Here's the chart(PDF here):
According to Bowden, any statistical category with seven or more teams finishing in the top 25 is deemed "critically important." In order of critical importance, that gives us: rushing defense, scoring defense, total defense, turnovers gained (i.e. takeaways) and turnover margin.
Feeling good about hiring a defensive head coach yet? It gets better.
In his five years as a collegiate coordinator, Bo Pelini has never had a defense finish lower than 20th (Neb. '03) in rushing defense. In terms of scoring defense, his worst performance--17th in the nation-- was actually last year at LSU. In 2003, his Blackshirts squad finished 6th in this category. Total defense? Pelini's never finished lower than 13th in that category and has spent the past three seasons with the 3rd-ranked unit in the nation each year.

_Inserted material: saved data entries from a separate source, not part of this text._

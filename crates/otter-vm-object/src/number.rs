//! Pure numeric conversions
//!
//! Everything here is total and side-effect free: `Number::toString`,
//! `StringToNumber`, the integer wrap rules used by typed-array element
//! kinds and array-index canonicalization. Conversions that may call back
//! into user code live in [`crate::conversion`].

use num_bigint::{BigInt, Sign};
use num_traits::{FromPrimitive, ToPrimitive};
use smallvec::SmallVec;

const TWO_POW_32: f64 = 4_294_967_296.0;

/// Largest integer index a `PropertyKey::Index` may carry (2^32 - 2).
pub const MAX_ARRAY_INDEX: u32 = u32::MAX - 1;

/// 2^53 - 1
pub const MAX_SAFE_INTEGER: f64 = 9_007_199_254_740_991.0;

// ---------------------------------------------------------------------------
// Number::toString
// ---------------------------------------------------------------------------

/// `Number::toString(x)` with radix 10.
pub fn number_to_string(x: f64) -> String {
    if x.is_nan() {
        return "NaN".to_string();
    }
    if x == 0.0 {
        return "0".to_string();
    }
    if x.is_infinite() {
        return if x > 0.0 { "Infinity" } else { "-Infinity" }.to_string();
    }
    if x.fract() == 0.0 && x.abs() <= MAX_SAFE_INTEGER {
        let mut buf = itoa::Buffer::new();
        return buf.format(x as i64).to_string();
    }

    let mut out = String::new();
    if x < 0.0 {
        out.push('-');
    }
    let (digits, n) = shortest_digits(x.abs());
    let k = digits.len() as i32;
    let digit_str = |range: std::ops::Range<usize>| {
        digits[range].iter().map(|d| *d as char).collect::<String>()
    };

    if k <= n && n <= 21 {
        out.push_str(&digit_str(0..digits.len()));
        out.extend(std::iter::repeat_n('0', (n - k) as usize));
    } else if 0 < n && n <= 21 {
        out.push_str(&digit_str(0..n as usize));
        out.push('.');
        out.push_str(&digit_str(n as usize..digits.len()));
    } else if -6 < n && n <= 0 {
        out.push_str("0.");
        out.extend(std::iter::repeat_n('0', (-n) as usize));
        out.push_str(&digit_str(0..digits.len()));
    } else {
        let e = n - 1;
        out.push(digits[0] as char);
        if k > 1 {
            out.push('.');
            out.push_str(&digit_str(1..digits.len()));
        }
        out.push('e');
        out.push(if e >= 0 { '+' } else { '-' });
        let mut buf = itoa::Buffer::new();
        out.push_str(buf.format(e.unsigned_abs()));
    }
    out
}

/// `Number::toString(x, radix)` for radix 2..=36.
///
/// Non-decimal fractions are emitted digit by digit, at most 52 of them.
pub fn number_to_radix_string(x: f64, radix: u32) -> String {
    if radix == 10 || !x.is_finite() {
        return number_to_string(x);
    }
    let mut out = String::new();
    if x < 0.0 {
        out.push('-');
    }
    let x = x.abs();
    let int_part = x.trunc();
    out.push_str(&BigInt::from_f64(int_part).map_or_else(|| "0".to_string(), |b| b.to_str_radix(radix)));

    let mut frac = x - int_part;
    if frac > 0.0 {
        out.push('.');
        let mut count = 0;
        while frac > 0.0 && count < 52 {
            frac *= f64::from(radix);
            let digit = frac.trunc();
            frac -= digit;
            out.push(char::from_digit(digit as u32, radix).unwrap_or('0'));
            count += 1;
        }
    }
    out
}

/// Shortest round-trip decimal digits of a positive finite `v`, and the
/// exponent `n` such that `v = 0.d1d2...dk * 10^n`.
fn shortest_digits(v: f64) -> (SmallVec<[u8; 24]>, i32) {
    let mut buf = ryu::Buffer::new();
    let formatted = buf.format_finite(v);
    let (mantissa, exp) = match formatted.find('e') {
        Some(i) => (
            &formatted[..i],
            formatted[i + 1..].parse::<i32>().unwrap_or(0),
        ),
        None => (formatted, 0),
    };

    let mut digits: SmallVec<[u8; 24]> = SmallVec::new();
    let mut point = None;
    for b in mantissa.bytes() {
        if b == b'.' {
            point = Some(digits.len());
        } else {
            digits.push(b);
        }
    }
    let int_len = point.unwrap_or(digits.len()) as i32;
    let leading = digits.iter().take_while(|d| **d == b'0').count();
    digits.drain(..leading);
    while digits.last() == Some(&b'0') {
        digits.pop();
    }
    (digits, int_len - leading as i32 + exp)
}

// ---------------------------------------------------------------------------
// StringToNumber
// ---------------------------------------------------------------------------

/// `StrWhiteSpaceChar`: WhiteSpace plus LineTerminator.
pub fn is_str_whitespace(unit: u16) -> bool {
    matches!(
        unit,
        0x09 | 0x0A
            | 0x0B
            | 0x0C
            | 0x0D
            | 0x20
            | 0xA0
            | 0x1680
            | 0x2000..=0x200A
            | 0x2028
            | 0x2029
            | 0x202F
            | 0x205F
            | 0x3000
            | 0xFEFF
    )
}

/// `StringToNumber`: NaN on anything outside `StringNumericLiteral`.
pub fn string_to_number(units: &[u16]) -> f64 {
    let start = units.iter().position(|u| !is_str_whitespace(*u));
    let Some(start) = start else {
        return 0.0;
    };
    let end = units
        .iter()
        .rposition(|u| !is_str_whitespace(*u))
        .map_or(start, |i| i + 1);

    let mut text = String::with_capacity(end - start);
    for unit in &units[start..end] {
        if *unit > 0x7F {
            return f64::NAN;
        }
        text.push(*unit as u8 as char);
    }

    let bytes = text.as_bytes();
    if bytes.len() > 2 && bytes[0] == b'0' {
        let radix = match bytes[1] {
            b'x' | b'X' => Some(16),
            b'o' | b'O' => Some(8),
            b'b' | b'B' => Some(2),
            _ => None,
        };
        if let Some(radix) = radix {
            return parse_non_decimal(&bytes[2..], radix);
        }
    }

    let (negative, unsigned) = match bytes.first() {
        Some(b'-') => (true, &text[1..]),
        Some(b'+') => (false, &text[1..]),
        _ => (false, text.as_str()),
    };
    if unsigned == "Infinity" {
        return if negative {
            f64::NEG_INFINITY
        } else {
            f64::INFINITY
        };
    }
    if !is_unsigned_decimal_literal(unsigned.as_bytes()) {
        return f64::NAN;
    }
    text.parse::<f64>().unwrap_or(f64::NAN)
}

fn parse_non_decimal(digits: &[u8], radix: u32) -> f64 {
    if digits.is_empty() || !digits.iter().all(|d| (*d as char).is_digit(radix)) {
        return f64::NAN;
    }
    BigInt::parse_bytes(digits, radix)
        .and_then(|b| b.to_f64())
        .unwrap_or(f64::NAN)
}

/// `StrUnsignedDecimalLiteral` without the `Infinity` alternative.
fn is_unsigned_decimal_literal(bytes: &[u8]) -> bool {
    let mut i = 0;
    let int_digits = count_digits(&bytes[i..]);
    i += int_digits;
    let mut frac_digits = 0;
    if bytes.get(i) == Some(&b'.') {
        i += 1;
        frac_digits = count_digits(&bytes[i..]);
        i += frac_digits;
    }
    if int_digits + frac_digits == 0 {
        return false;
    }
    if matches!(bytes.get(i), Some(b'e' | b'E')) {
        i += 1;
        if matches!(bytes.get(i), Some(b'+' | b'-')) {
            i += 1;
        }
        let exp_digits = count_digits(&bytes[i..]);
        if exp_digits == 0 {
            return false;
        }
        i += exp_digits;
    }
    i == bytes.len()
}

fn count_digits(bytes: &[u8]) -> usize {
    bytes.iter().take_while(|b| b.is_ascii_digit()).count()
}

// ---------------------------------------------------------------------------
// Integer conversions
// ---------------------------------------------------------------------------

/// `ToIntegerOrInfinity` applied to an already-converted number.
pub fn to_integer_or_infinity(n: f64) -> f64 {
    if n.is_nan() || n == 0.0 {
        0.0
    } else if n.is_infinite() {
        n
    } else {
        // trunc() keeps -0 for (-1, 0); callers expect +0.
        n.trunc() + 0.0
    }
}

/// Truncate and reduce modulo 2^bits into `[0, 2^bits)`.
fn modulo_pow2(n: f64, bits: u32) -> f64 {
    if !n.is_finite() || n == 0.0 {
        return 0.0;
    }
    let modulus = 2f64.powi(bits as i32);
    let r = n.trunc() % modulus;
    if r < 0.0 { r + modulus } else { r + 0.0 }
}

/// `ToInt32`
pub fn to_int32(n: f64) -> i32 {
    let m = modulo_pow2(n, 32);
    if m >= TWO_POW_32 / 2.0 {
        (m - TWO_POW_32) as i32
    } else {
        m as i32
    }
}

/// `ToUint32`
pub fn to_uint32(n: f64) -> u32 {
    modulo_pow2(n, 32) as u32
}

/// `ToInt16`
pub fn to_int16(n: f64) -> i16 {
    modulo_pow2(n, 16) as u16 as i16
}

/// `ToUint16`
pub fn to_uint16(n: f64) -> u16 {
    modulo_pow2(n, 16) as u16
}

/// `ToInt8`
pub fn to_int8(n: f64) -> i8 {
    modulo_pow2(n, 8) as u8 as i8
}

/// `ToUint8`
pub fn to_uint8(n: f64) -> u8 {
    modulo_pow2(n, 8) as u8
}

/// `ToUint8Clamp`: clamp to `[0, 255]`, rounding half to even.
pub fn to_uint8_clamp(n: f64) -> u8 {
    if n.is_nan() || n <= 0.0 {
        return 0;
    }
    if n >= 255.0 {
        return 255;
    }
    let f = n.floor();
    if f + 0.5 < n {
        return (f + 1.0) as u8;
    }
    if n < f + 0.5 {
        return f as u8;
    }
    if f as u8 % 2 == 0 { f as u8 } else { f as u8 + 1 }
}

/// `BigInt` reduced modulo 2^64, as raw bits.
pub fn bigint_to_u64_wrapping(b: &BigInt) -> u64 {
    let modulus = BigInt::from(1u128 << 64);
    let mut r = b % &modulus;
    if r.sign() == Sign::Minus {
        r += &modulus;
    }
    r.to_u64().unwrap_or(0)
}

/// `ToBigInt64` on an already-converted BigInt
pub fn bigint_to_i64_wrapping(b: &BigInt) -> i64 {
    bigint_to_u64_wrapping(b) as i64
}

// ---------------------------------------------------------------------------
// Array indices
// ---------------------------------------------------------------------------

/// Parse a canonical array index: decimal digits, no leading zero (except
/// `"0"` itself), value at most 2^32 - 2.
pub fn parse_array_index(units: &[u16]) -> Option<u32> {
    if units.is_empty() || units.len() > 10 {
        return None;
    }
    if units.len() > 1 && units[0] == u16::from(b'0') {
        return None;
    }
    let mut value: u64 = 0;
    for unit in units {
        let digit = unit.checked_sub(u16::from(b'0')).filter(|d| *d <= 9)?;
        value = value * 10 + u64::from(digit);
    }
    if value <= u64::from(MAX_ARRAY_INDEX) {
        Some(value as u32)
    } else {
        None
    }
}

/// The array index a number denotes, if it is one (`-0` denotes index 0).
pub fn number_to_array_index(n: f64) -> Option<u32> {
    if n >= 0.0 && n <= f64::from(MAX_ARRAY_INDEX) && n.fract() == 0.0 {
        Some(n as u32)
    } else {
        None
    }
}

#[cfg(test)]
mod tests {
    use super::*;

    fn utf16(s: &str) -> Vec<u16> {
        s.encode_utf16().collect()
    }

    #[test]
    fn test_number_to_radix_string() {
        assert_eq!(number_to_radix_string(255.0, 16), "ff");
        assert_eq!(number_to_radix_string(-10.0, 2), "-1010");
        assert_eq!(number_to_radix_string(2.25, 4), "2.1");
        assert_eq!(number_to_radix_string(0.5, 2), "0.1");
        assert_eq!(number_to_radix_string(f64::NAN, 2), "NaN");
        assert_eq!(number_to_radix_string(1.5, 10), "1.5");
    }

    #[test]
    fn test_number_to_string_integers() {
        assert_eq!(number_to_string(0.0), "0");
        assert_eq!(number_to_string(-0.0), "0");
        assert_eq!(number_to_string(42.0), "42");
        assert_eq!(number_to_string(-7.0), "-7");
        assert_eq!(number_to_string(1e20), "100000000000000000000");
        assert_eq!(number_to_string(1e21), "1e+21");
    }

    #[test]
    fn test_number_to_string_fractions() {
        assert_eq!(number_to_string(0.1), "0.1");
        assert_eq!(number_to_string(1.5), "1.5");
        assert_eq!(number_to_string(0.000001), "0.000001");
        assert_eq!(number_to_string(1e-7), "1e-7");
        assert_eq!(number_to_string(1.5e-7), "1.5e-7");
        assert_eq!(number_to_string(123.456), "123.456");
        assert_eq!(number_to_string(1.2345e25), "1.2345e+25");
    }

    #[test]
    fn test_number_to_string_special() {
        assert_eq!(number_to_string(f64::NAN), "NaN");
        assert_eq!(number_to_string(f64::INFINITY), "Infinity");
        assert_eq!(number_to_string(f64::NEG_INFINITY), "-Infinity");
    }

    #[test]
    fn test_string_to_number() {
        assert_eq!(string_to_number(&utf16("")), 0.0);
        assert_eq!(string_to_number(&utf16("  \n\t ")), 0.0);
        assert_eq!(string_to_number(&utf16(" 42 ")), 42.0);
        assert_eq!(string_to_number(&utf16("-1.5e3")), -1500.0);
        assert_eq!(string_to_number(&utf16(".5")), 0.5);
        assert_eq!(string_to_number(&utf16("5.")), 5.0);
        assert_eq!(string_to_number(&utf16("0x1F")), 31.0);
        assert_eq!(string_to_number(&utf16("0b101")), 5.0);
        assert_eq!(string_to_number(&utf16("0o17")), 15.0);
        assert_eq!(string_to_number(&utf16("-Infinity")), f64::NEG_INFINITY);
        assert!(string_to_number(&utf16("\u{FEFF}7\u{2028}")) == 7.0);
    }

    #[test]
    fn test_string_to_number_rejects() {
        for bad in ["abc", "1_000", "0x", "-0x10", "1e", "inf", "NaN", ".", "1 2", "0x1_0"] {
            assert!(string_to_number(&utf16(bad)).is_nan(), "{bad}");
        }
    }

    #[test]
    fn test_int32_wraparound() {
        assert_eq!(to_int32(2147483648.0), -2147483648);
        assert_eq!(to_int32(4294967296.0), 0);
        assert_eq!(to_int32(-1.0), -1);
        assert_eq!(to_int32(f64::NAN), 0);
        assert_eq!(to_int32(1e20), 1661992960);
        assert_eq!(to_uint32(-1.0), 4294967295);
        assert_eq!(to_uint32(3.9), 3);
    }

    #[test]
    fn test_small_wraps() {
        assert_eq!(to_uint8(256.0), 0);
        assert_eq!(to_uint8(-1.0), 255);
        assert_eq!(to_int8(128.0), -128);
        assert_eq!(to_int8(255.0), -1);
        assert_eq!(to_int16(32768.0), -32768);
        assert_eq!(to_uint16(65537.0), 1);
        assert_eq!(to_uint8(-0.5), 0);
    }

    #[test]
    fn test_uint8_clamp() {
        assert_eq!(to_uint8_clamp(300.0), 255);
        assert_eq!(to_uint8_clamp(-5.0), 0);
        assert_eq!(to_uint8_clamp(0.5), 0);
        assert_eq!(to_uint8_clamp(1.5), 2);
        assert_eq!(to_uint8_clamp(2.5), 2);
        assert_eq!(to_uint8_clamp(2.6), 3);
        assert_eq!(to_uint8_clamp(f64::NAN), 0);
        assert_eq!(to_uint8_clamp(f64::INFINITY), 255);
    }

    #[test]
    fn test_bigint_wrapping() {
        assert_eq!(bigint_to_i64_wrapping(&BigInt::from(-1)), -1);
        assert_eq!(bigint_to_u64_wrapping(&BigInt::from(-1)), u64::MAX);
        let big = BigInt::from(1u128 << 64) + 5;
        assert_eq!(bigint_to_u64_wrapping(&big), 5);
        let half = BigInt::from(1u128 << 63);
        assert_eq!(bigint_to_i64_wrapping(&half), i64::MIN);
    }

    #[test]
    fn test_array_index_parsing() {
        assert_eq!(parse_array_index(&utf16("0")), Some(0));
        assert_eq!(parse_array_index(&utf16("4294967294")), Some(4294967294));
        assert_eq!(parse_array_index(&utf16("4294967295")), None);
        assert_eq!(parse_array_index(&utf16("01")), None);
        assert_eq!(parse_array_index(&utf16("-0")), None);
        assert_eq!(parse_array_index(&utf16("1.0")), None);
        assert_eq!(parse_array_index(&utf16("")), None);
        assert_eq!(number_to_array_index(-0.0), Some(0));
        assert_eq!(number_to_array_index(1.5), None);
        assert_eq!(number_to_array_index(4294967295.0), None);
    }
}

Turnovers are a bit dicier. In his lone season as Nebraska's defensive coordinator, Bo set a school record with 47 takeaways, a total that lead the nation. Last year LSU had 36, good enough for third, but in the three seasons in between Pelini's defenses were merely average to below-average with 21, 14 and 22. Accordingly, turnover margin follows the same pattern. Two great seasons in '07 and '03 sandwiching three average years.
Overall, Pelini's track record looks pretty good when up against the metrics that won games last year. Based on his past performance, Pelini seems like he can consistently churn out defenses that will rank high in Bowden's "critically important" categories. That's the good news.
The bad news is that Pelini's never faced as vast a reclamation project as he does with this 2008 squad. In 2003, Bo made a college ball name for himself by taking Nebraska from the 55th ranked defense in '02 to the 13th best squad in '03. When he went to Oklahoma in 2004, his defense actually faired worse than the previous year, going from the best unit in '03 to the 13th in '04. From there it was on to LSU where he inherited the third-best defense and kept them there for the next three seasons.
Last year Nebraska ranked 116th in rushing defense, 114th in scoring defense, 112th in total defense, 118th in takeaways and 117th in turnover margin. It's a miracle we were 5-7.
For a conference comparison, here is Sunday Morning Quarterback's statistical analysis of Big 12 conference games last year. Teams that allowed fewer rushing yards in Big 12 games won 81% of the time, fewer total yards 77%. Turnover margin tops SMQ's list with the highest correlation to winning on a game-by-game basis so let's hope were getting one of Pelini's nasty, ball-hawking defenses rather than just one of his nasty defenses.
So what do we know? Defense wins football games and Bo knows defense but our defense has a long damn way to go.